Лицо молодого человека снова помрачилось.
– — Последняя надежда пропала! — сказал он плачущим голосом.- И вы не хотите помочь несчастному? Но вы сами дали слово…
– — Я дал слово сделать, что могу; но денег у меня нет.
– — Нет? — повторил молодой человек иронически.- Полноте! Или вы боитесь потерять их? клянусь вам, они не пропадут. Я беден, но я могу и умею трудиться. Я вам дам документы…
Иван Софроныч уже решительно убедился, что имеет дело с помешанным, и думал только о том, как бы поскорее выпроводить своего гостя.
– — Охота вам, почтеннейший,- сказал он, переменив тон,- тратить время, прося денег у человека, который сам едва перебивается, тогда как есть столько богачей, которые, может быть, и сжалились бы…
– — Вы еще смеетесь надо мною? — возразил молодой человек таким болезненно-грустным голосом, что сердце сжалось в груди доброго старика. Он усомнился в своем предположении.- Я не имею никакого права на ваши деньги,- продолжал молодой человек,- к чему же напрасная ложь? Вы уже стары, и не лучше ли прямо и решительно сказать, что не хотите помочь…
– — Уверяю вас,- отвечал Иван Софроныч,- вы внушили мне такое сострадание, что я, может быть, и дал бы вам эту сумму, если б имел; но я не имею.
– — У вас есть больше,- возразил молодой человек с полным убеждением.- Я знаю наверное.
– — Но откуда же вы знаете? кто вам сказал такую нелепость?
– — Нелепость! — иронически повторил гость.- Если хотите, я вам скажу, как я узнал: рядом с вами живет мой приятель, такой же бедняк, как и я; он однажды не спал ночь, занимаясь перепиской, и слышал собственными ушами, как вы, возвратясь домой, сказали своей дочери, что выиграли триста пятьдесят тысяч!

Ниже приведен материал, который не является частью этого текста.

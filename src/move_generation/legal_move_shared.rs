use crate::game_state::chess_types::{Board, Color, Position};

/// Walks each ray from `from` until the board edge or the first occupant.
/// Enemy occupants are included, own pieces are not.
pub fn push_ray_moves(
    board: &Board,
    from: Position,
    color: Color,
    directions: &[(i8, i8)],
    out: &mut Vec<Position>,
) {
    for &(d_row, d_col) in directions {
        let mut cursor = from;
        while let Some(next) = cursor.offset(d_row, d_col) {
            match board.get(next) {
                None => out.push(next),
                Some(piece) => {
                    if piece.color != color {
                        out.push(next);
                    }
                    break;
                }
            }
            cursor = next;
        }
    }
}

/// Single-step jumps (knight, king) onto empty or enemy squares.
pub fn push_step_moves(
    board: &Board,
    from: Position,
    color: Color,
    offsets: &[(i8, i8)],
    out: &mut Vec<Position>,
) {
    for &(d_row, d_col) in offsets {
        let Some(to) = from.offset(d_row, d_col) else {
            continue;
        };
        match board.get(to) {
            Some(piece) if piece.color == color => {}
            _ => out.push(to),
        }
    }
}
//! Move-path enumeration used to validate move generation against published
//! node counts.
//!
//! Promotions are generated as queen promotions only, so a position where a
//! pawn can promote counts one move per promotion square where the published
//! tables count four. Counts match the tables for positions without
//! promotions in reach, such as the start position.

use crate::game_state::game_state::GameState;
use crate::move_generation::legal_move_generator::LegalMoveGenerator;
use crate::move_generation::move_generator::{GeneratedMove, MoveGenerator};

#[derive(Debug, Clone, Copy, Default, PartialEq, Eq)]
pub struct PerftCounts {
    pub nodes: usize,
    pub captures: usize,
    pub en_passant: usize,
    pub castles: usize,
    pub promotions: usize,
    pub checks: usize,
    pub checkmates: usize,
}

pub fn perft<G: MoveGenerator>(generator: &G, game_state: &GameState, depth: u8) -> PerftCounts {
    if depth == 0 {
        return PerftCounts {
            nodes: 1,
            ..PerftCounts::default()
        };
    }

    let mut total = PerftCounts::default();
    for mv in generator.generate_legal_moves(game_state) {
        perft_recurse(generator, &mv, depth, 1, &mut total);
    }
    total
}

/// Perft with the crate's own legal move generator.
pub fn perft_legal(game_state: &GameState, depth: u8) -> PerftCounts {
    perft(&LegalMoveGenerator, game_state, depth)
}

fn perft_recurse<G: MoveGenerator>(
    generator: &G,
    mv: &GeneratedMove,
    search_depth: u8,
    current_depth: u8,
    counts: &mut PerftCounts,
) {
    if current_depth == search_depth {
        let record = &mv.chess_move;
        counts.nodes += 1;
        counts.captures += usize::from(record.is_capture());
        counts.en_passant += usize::from(record.is_en_passant);
        counts.castles += usize::from(record.is_castle);
        counts.promotions += usize::from(record.is_promotion);
        counts.checks += usize::from(mv.game_after_move.check);
        counts.checkmates += usize::from(mv.game_after_move.checkmate);
        return;
    }

    for child in generator.generate_legal_moves(&mv.game_after_move) {
        perft_recurse(generator, &child, search_depth, current_depth + 1, counts);
    }
}

#[cfg(test)]
mod tests {
    use super::*;

    #[test]
    fn perft_depth_zero_counts_single_node() {
        let game = GameState::new_game();
        assert_eq!(
            perft_legal(&game, 0),
            PerftCounts {
                nodes: 1,
                ..PerftCounts::default()
            }
        );
    }

    #[test]
    fn perft_start_position_matches_reference_counts() {
        let game = GameState::new_game();
        assert_eq!(perft_legal(&game, 1).nodes, 20);
        assert_eq!(perft_legal(&game, 2).nodes, 400);

        let depth3 = perft_legal(&game, 3);
        assert_eq!(depth3.nodes, 8902);
        assert_eq!(depth3.captures, 34);
        assert_eq!(depth3.checks, 12);
        assert_eq!(depth3.checkmates, 0);
    }

    #[test]
    fn perft_counts_castles_in_an_open_position() {
        // Kings and rooks only: both White castles are available at depth 1.
        use crate::game_state::chess_types::*;
        let sq = |row, col| Position::new(row, col).expect("square");
        let board = Board::empty()
            .with_piece(sq(7, 4), Piece::new(PieceKind::King, Color::White))
            .with_piece(sq(7, 0), Piece::new(PieceKind::Rook, Color::White))
            .with_piece(sq(7, 7), Piece::new(PieceKind::Rook, Color::White))
            .with_piece(sq(0, 4), Piece::new(PieceKind::King, Color::Black));
        let game = GameState::from_board(board, Color::White);
        assert_eq!(perft_legal(&game, 1).castles, 2);
    }

    #[test]
    fn promotion_counts_once_per_square() {
        use crate::game_state::chess_types::*;
        let sq = |row, col| Position::new(row, col).expect("square");
        // Pawn a7 with a8 empty, white king e1, black king h5.
        let board = Board::empty()
            .with_piece(sq(7, 4), Piece::new(PieceKind::King, Color::White).moved())
            .with_piece(sq(1, 0), Piece::new(PieceKind::Pawn, Color::White).moved())
            .with_piece(sq(3, 7), Piece::new(PieceKind::King, Color::Black).moved());
        let game = GameState::from_board(board, Color::White);
        let counts = perft_legal(&game, 1);
        // Five king steps plus a8=Q.
        assert_eq!(counts.nodes, 6);
        assert_eq!(counts.promotions, 1);
    }
}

– — А, так вот что! — произнес Иван Софроныч.
– — И не один Гарелин,- продолжал гость,- весь ваш дом, вся Коломна говорит теперь, что у вас огромный капитал. Болтуны, разумеется, преувеличивают: утверждают, что вы миллионер; но Гарелин знает истину…
– — Боже мой! Боже мой! — повторял Иван Софроныч, качая головой.- Какое заблуждение!
Теперь только он начал понимать, почему с некоторого времени и дворник, и хозяйка, и жильцы оказывали к нему глубочайшее почтение, низко кланялись при встрече, умильно глядели и предлагали свои услуги.
– — У меня нет никого ближе Гарелина,- продолжал гость.- Когда случилось со мной несчастие, я приехал прямо к нему и рассказал всё. Оставалось еще десять дней, которые я мог не являться к своему хозяину, не опасаясь возбудить подозрения, и мы решились употребить их на то, чтоб приискать деньги. Три дня мы бегали и хлопотали, наконец потеряли всякую надежду; тогда Гарелин рассказал, что рядом с ним живет человек, который имеет огромный капитал, и мне пришла глупая мысль попросить у вас… Но теперь я вижу, как она была безумна…
– — Понимаю, всё понимаю! — сказал печально старик.- Да, я точно выиграл триста пятьдесят тысяч.